(About this task): Check every line of the entries below for the word "Returns", and copy the ones that have it.

(Records shown):

━━━━━━━━━━━━━━━━━━━━

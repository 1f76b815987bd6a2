//! # Telemetry
//!
//! Global `tracing` subscriber setup.

use tracing::Subscriber;
use tracing_subscriber::fmt::MakeWriter;
use tracing_subscriber::layer::SubscriberExt;
use tracing_subscriber::registry::LookupSpan;
use tracing_subscriber::util::SubscriberInitExt;
use tracing_subscriber::{EnvFilter, Layer, fmt};

/// Filter used when `RUST_LOG` is unset.
pub const DEFAULT_FILTER: &str = "ship_rates=info,tower_http=info";

fn env_filter() -> EnvFilter {
    EnvFilter::try_from_default_env().unwrap_or_else(|_| EnvFilter::new(DEFAULT_FILTER))
}

/// One JSON object per event, with the enclosing span's fields.
fn json_layer<S, W>(writer: W) -> impl Layer<S>
where
    S: Subscriber + for<'a> LookupSpan<'a>,
    W: for<'w> MakeWriter<'w> + Send + Sync + 'static,
{
    fmt::layer()
        .json()
        .with_target(true)
        .with_current_span(true)
        .with_writer(writer)
}

/// Installs the global subscriber.
///
/// `json` selects one JSON object per line for log shippers; otherwise
/// output is compact and human-readable. Calling this twice is a no-op.
pub fn init_tracing(json: bool) {
    let registry = tracing_subscriber::registry().with(env_filter());

    let result = if json {
        registry.with(json_layer(std::io::stdout)).try_init()
    } else {
        registry
            .with(fmt::layer().with_target(false).compact())
            .try_init()
    };

    if let Err(error) = result {
        tracing::debug!(%error, "tracing subscriber already installed");
    }
}
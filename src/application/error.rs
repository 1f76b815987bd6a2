//! # Application Errors
//!
//! Error types returned by the aggregation facade.
//!
//! # Error Hierarchy
//!
//! ```text
//! AggregationError
//! ├── Validation(ValidationError)  - Request rejected before any carrier call
//! ├── AllFailed { failures }       - Every carrier failed, one reason each
//! └── Internal(String)             - Coordinator fault (e.g. adapter panic)
//! ```
//!
//! A run that produced at least one quote is never `AllFailed`. When it is,
//! `failures` holds one entry per queried carrier; a carrier that answered
//! with an empty rate list is reported as a malformed response.
//!
//! # Examples
//!
//! ```
//! use ship_rates::application::error::AggregationError;
//! use ship_rates::domain::errors::ValidationError;
//!
//! let err: AggregationError = ValidationError::NoPackages.into();
//! assert!(err.is_validation());
//! ```

use crate::domain::entities::CarrierFailure;
use crate::domain::errors::ValidationError;
use thiserror::Error;

/// Failure of one aggregation run.
#[derive(Debug, Clone, PartialEq, Eq, Error)]
pub enum AggregationError {
    /// The request was structurally invalid or named an unknown region.
    #[error("validation error: {0}")]
    Validation(#[from] ValidationError),

    /// No carrier produced a usable response.
    #[error("all {} carriers failed", failures.len())]
    AllFailed {
        /// One failure per queried carrier, in request order.
        failures: Vec<CarrierFailure>,
    },

    /// The coordinator itself failed.
    #[error("internal error: {0}")]
    Internal(String),
}

impl AggregationError {
    /// Creates an all-failed error.
    #[must_use]
    pub fn all_failed(failures: Vec<CarrierFailure>) -> Self {
        Self::AllFailed { failures }
    }

    /// Creates an internal error.
    #[must_use]
    pub fn internal(message: impl Into<String>) -> Self {
        Self::Internal(message.into())
    }

    /// Returns true if the request was rejected before dispatch.
    #[must_use]
    pub fn is_validation(&self) -> bool {
        matches!(self, Self::Validation(_))
    }

    /// Returns true if every carrier failed.
    #[must_use]
    pub fn is_all_failed(&self) -> bool {
        matches!(self, Self::AllFailed { .. })
    }

    /// Returns the per-carrier failures of an all-failed run.
    #[must_use]
    pub fn failures(&self) -> &[CarrierFailure] {
        match self {
            Self::AllFailed { failures } => failures,
            _ => &[],
        }
    }
}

━━━━━━━━━━━━━━━━━━━━

(Response area):
    /// Returns true if the request was rejected before dispatch.
    /// Returns true if every carrier failed.
    /// Returns the per-carrier failures of an all-failed run.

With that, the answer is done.